--- Records for the task ---

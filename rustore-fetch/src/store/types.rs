//! Wire types for the RuStore backend API.
//!
//! Every endpoint answers with the same envelope:
//!
//! ```json
//! { "code": "OK", "message": null, "body": { ... } }
//! ```
//!
//! The envelope is decoded into [`StoreResponse`], so the "code is not OK"
//! branch is an explicit variant instead of a missing key.

use std::fmt;

use serde::de::DeserializeOwned;
use serde::{Deserialize, Deserializer, Serialize};

use crate::error::{FetchError, FetchResult};

/// Envelope code signalling success.
pub const CODE_OK: &str = "OK";

/// Internal application identifier assigned by the store.
///
/// The backend currently returns a number, but the value is only ever echoed
/// back, so a string form is accepted as well.
#[derive(Debug, Clone, PartialEq, Eq, Serialize, Deserialize)]
#[serde(untagged)]
pub enum AppId {
    Number(u64),
    Text(String),
}

impl fmt::Display for AppId {
    fn fmt(&self, f: &mut fmt::Formatter<'_>) -> fmt::Result {
        match self {
            AppId::Number(n) => write!(f, "{}", n),
            AppId::Text(s) => write!(f, "{}", s),
        }
    }
}

/// Body of `GET /applicationData/overallInfo/{package}`.
#[derive(Debug, Clone, PartialEq, Deserialize)]
#[serde(rename_all = "camelCase")]
pub struct ApplicationInfo {
    pub app_id: AppId,

    /// Release notes of the current version.
    ///
    /// `None` when the key is absent, `Some(None)` when it is `null`.
    #[serde(default, deserialize_with = "present")]
    pub whats_new: Option<Option<String>>,

    #[serde(default)]
    pub app_name: Option<String>,

    #[serde(default)]
    pub package_name: Option<String>,
}

/// Body of `POST /applicationData/download-link`.
#[derive(Debug, Clone, PartialEq, Eq, Deserialize)]
#[serde(rename_all = "camelCase")]
pub struct DownloadLinkInfo {
    /// Signed, time-limited URL of the package payload.
    pub apk_url: String,
}

/// Request body of `POST /applicationData/download-link`.
#[derive(Debug, Clone, Serialize)]
#[serde(rename_all = "camelCase")]
pub struct DownloadLinkRequest<'a> {
    pub app_id: &'a AppId,
    pub first_install: bool,
}

/// Decoded backend answer.
#[derive(Debug, Clone, PartialEq)]
pub enum StoreResponse<T> {
    /// `code == "OK"` with a well-formed body.
    Ok(T),
    /// Any other code.
    Err { code: String, reason: String },
}

/// Marks a key as present, keeping an explicit `null` distinct from absence.
fn present<'de, T, D>(deserializer: D) -> Result<Option<T>, D::Error>
where
    T: Deserialize<'de>,
    D: Deserializer<'de>,
{
    T::deserialize(deserializer).map(Some)
}

#[derive(Debug, Deserialize)]
struct Envelope {
    #[serde(default)]
    code: Option<String>,
    #[serde(default)]
    message: Option<String>,
    #[serde(default)]
    body: Option<serde_json::Value>,
}

/// Decode an envelope returned from `url`.
///
/// A non-JSON body, or an `OK` envelope whose body does not match `T`, is an
/// [`FetchError::InvalidResponse`].
pub fn decode_response<T: DeserializeOwned>(
    url: &str,
    bytes: &[u8],
) -> FetchResult<StoreResponse<T>> {
    let envelope: Envelope =
        serde_json::from_slice(bytes).map_err(|e| FetchError::InvalidResponse {
            url: url.to_string(),
            reason: e.to_string(),
        })?;

    let code = envelope.code.unwrap_or_default();
    if code != CODE_OK {
        let reason = envelope
            .message
            .filter(|m| !m.is_empty())
            .unwrap_or_else(|| format!("backend returned code '{}'", code));
        return Ok(StoreResponse::Err { code, reason });
    }

    let body = envelope.body.ok_or_else(|| FetchError::InvalidResponse {
        url: url.to_string(),
        reason: "missing body in OK response".to_string(),
    })?;

    serde_json::from_value(body)
        .map(StoreResponse::Ok)
        .map_err(|e| FetchError::InvalidResponse {
            url: url.to_string(),
            reason: e.to_string(),
        })
}

#[cfg(test)]
mod tests {
    use super::*;

    const URL: &str = "https://backapi.rustore.ru/test";

    #[test]
    fn test_decode_application_info() {
        let json = br#"{"code":"OK","body":{"appId":12345,"whatsNew":"Fixes","appName":"Max"}}"#;
        let response: StoreResponse<ApplicationInfo> = decode_response(URL, json).unwrap();

        match response {
            StoreResponse::Ok(info) => {
                assert_eq!(info.app_id, AppId::Number(12345));
                assert_eq!(info.whats_new, Some(Some("Fixes".to_string())));
                assert_eq!(info.app_name.as_deref(), Some("Max"));
                assert_eq!(info.package_name, None);
            }
            other => panic!("expected Ok, got {:?}", other),
        }
    }

    #[test]
    fn test_decode_string_app_id() {
        let json = br#"{"code":"OK","body":{"appId":"abc-1"}}"#;
        let response: StoreResponse<ApplicationInfo> = decode_response(URL, json).unwrap();
        assert!(matches!(response, StoreResponse::Ok(ref i) if i.app_id == AppId::Text("abc-1".to_string())));
    }

    #[test]
    fn test_whats_new_null_differs_from_absent() {
        let null = br#"{"code":"OK","body":{"appId":1,"whatsNew":null}}"#;
        let absent = br#"{"code":"OK","body":{"appId":1}}"#;

        let null: StoreResponse<ApplicationInfo> = decode_response(URL, null).unwrap();
        let absent: StoreResponse<ApplicationInfo> = decode_response(URL, absent).unwrap();

        assert!(matches!(null, StoreResponse::Ok(ref i) if i.whats_new == Some(None)));
        assert!(matches!(absent, StoreResponse::Ok(ref i) if i.whats_new.is_none()));
    }

    #[test]
    fn test_decode_error_code_uses_message() {
        let json = br#"{"code":"ERROR","message":"Application not found","body":null}"#;
        let response: StoreResponse<ApplicationInfo> = decode_response(URL, json).unwrap();
        assert_eq!(
            response,
            StoreResponse::Err {
                code: "ERROR".to_string(),
                reason: "Application not found".to_string()
            }
        );
    }

    #[test]
    fn test_decode_error_without_message() {
        let json = br#"{"code":"NOT_FOUND"}"#;
        let response: StoreResponse<DownloadLinkInfo> = decode_response(URL, json).unwrap();
        match response {
            StoreResponse::Err { reason, .. } => assert!(reason.contains("NOT_FOUND")),
            other => panic!("expected Err, got {:?}", other),
        }
    }

    #[test]
    fn test_missing_code_is_not_ok() {
        let json = br#"{"body":{"apkUrl":"https://cdn/x.apk"}}"#;
        let response: StoreResponse<DownloadLinkInfo> = decode_response(URL, json).unwrap();
        assert!(matches!(response, StoreResponse::Err { .. }));
    }

    #[test]
    fn test_ok_without_body_is_invalid() {
        let json = br#"{"code":"OK"}"#;
        let err = decode_response::<DownloadLinkInfo>(URL, json).unwrap_err();
        assert!(matches!(err, FetchError::InvalidResponse { .. }));
    }

    #[test]
    fn test_non_json_is_invalid() {
        let err = decode_response::<DownloadLinkInfo>(URL, b"<html>502</html>").unwrap_err();
        assert!(matches!(err, FetchError::InvalidResponse { ref url, .. } if url == URL));
    }

    #[test]
    fn test_download_link_request_serialization() {
        let id = AppId::Number(42);
        let body = serde_json::to_value(DownloadLinkRequest {
            app_id: &id,
            first_install: true,
        })
        .unwrap();
        assert_eq!(body, serde_json::json!({"appId": 42, "firstInstall": true}));
    }
}
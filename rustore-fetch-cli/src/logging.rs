//! Logging setup.
//!
//! Diagnostics go to stderr through `tracing`, leaving stdout for the
//! user-facing report. Verbosity is controlled with `RUST_LOG`.

use tracing_subscriber::EnvFilter;

/// Filter used when `RUST_LOG` is unset or invalid.
const DEFAULT_FILTER: &str = "warn";

/// Install the global subscriber.
pub fn init() {
    let filter =
        EnvFilter::try_from_default_env().unwrap_or_else(|_| EnvFilter::new(DEFAULT_FILTER));

    // A subscriber may already be set (e.g. in tests); keep the existing one.
    let _ = tracing_subscriber::fmt()
        .with_env_filter(filter)
        .with_writer(std::io::stderr)
        .with_target(false)
        .try_init();
}
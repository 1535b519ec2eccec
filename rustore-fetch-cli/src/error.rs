//! CLI error types.

use std::fmt;

use rustore_fetch::FetchError;

/// Errors that end the CLI with a non-zero exit code.
#[derive(Debug)]
pub enum CliError {
    /// The package identifier argument is unusable.
    InvalidPackage(FetchError),

    /// The fetch pipeline failed.
    Fetch(FetchError),
}

impl fmt::Display for CliError {
    fn fmt(&self, f: &mut fmt::Formatter<'_>) -> fmt::Result {
        match self {
            CliError::InvalidPackage(e) => write!(f, "{}", e),
            CliError::Fetch(e) => write!(f, "Ошибка загрузки: {}", e),
        }
    }
}

impl std::error::Error for CliError {
    fn source(&self) -> Option<&(dyn std::error::Error + 'static)> {
        match self {
            CliError::InvalidPackage(e) => Some(e),
            CliError::Fetch(e) => Some(e),
        }
    }
}

impl From<FetchError> for CliError {
    fn from(e: FetchError) -> Self {
        CliError::Fetch(e)
    }
}
//! Streamed payload download into memory.

use std::io::{ErrorKind, Read};

use crate::error::{FetchError, FetchResult};
use crate::store::StoreTransport;

use super::ProgressCallback;

/// Size of each read from the response body (8KB).
pub const CHUNK_SIZE: usize = 8 * 1024;

/// Upper bound for buffer preallocation from `content-length`.
const MAX_PREALLOC: u64 = 256 * 1024 * 1024;

/// Downloads a payload URL into an in-memory buffer.
///
/// There is no resumption: a failed read aborts the download.
#[derive(Debug)]
pub struct StreamDownloader<'a, T: StoreTransport> {
    transport: &'a T,
}

impl<'a, T: StoreTransport> StreamDownloader<'a, T> {
    pub fn new(transport: &'a T) -> Self {
        Self { transport }
    }

    /// Stream `url` into memory, reporting progress after each chunk.
    pub fn download(
        &self,
        url: &str,
        progress: Option<&ProgressCallback>,
    ) -> FetchResult<Vec<u8>> {
        let stream = self.transport.open_stream(url)?;
        tracing::debug!(url, content_length = ?stream.content_length, "payload stream opened");

        let payload = read_payload(stream.reader, url, stream.content_length, progress)?;
        tracing::info!(bytes = payload.len(), "payload downloaded");
        Ok(payload)
    }
}

/// Read `reader` to the end in [`CHUNK_SIZE`] chunks.
///
/// `total` is the advertised length, passed through to `progress` unchanged;
/// `None` means the length is unknown.
pub fn read_payload<R: Read>(
    mut reader: R,
    url: &str,
    total: Option<u64>,
    progress: Option<&ProgressCallback>,
) -> FetchResult<Vec<u8>> {
    let capacity = total.unwrap_or(0).min(MAX_PREALLOC) as usize;
    let mut payload = Vec::with_capacity(capacity);
    let mut buffer = [0u8; CHUNK_SIZE];
    let mut downloaded = 0u64;

    loop {
        let bytes_read = match reader.read(&mut buffer) {
            Ok(0) => break,
            Ok(n) => n,
            Err(e) if e.kind() == ErrorKind::Interrupted => continue,
            Err(e) => {
                return Err(FetchError::Http {
                    url: url.to_string(),
                    reason: format!("Read error: {}", e),
                })
            }
        };

        payload.extend_from_slice(&buffer[..bytes_read]);
        downloaded += bytes_read as u64;

        if let Some(cb) = progress {
            cb(downloaded, total);
        }
    }

    Ok(payload)
}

---

> **How to complete this task**
Go through the data and show each line that holds "usize".

> **Solution**
pub const CHUNK_SIZE: usize = 8 * 1024;
    let capacity = total.unwrap_or(0).min(MAX_PREALLOC) as usize;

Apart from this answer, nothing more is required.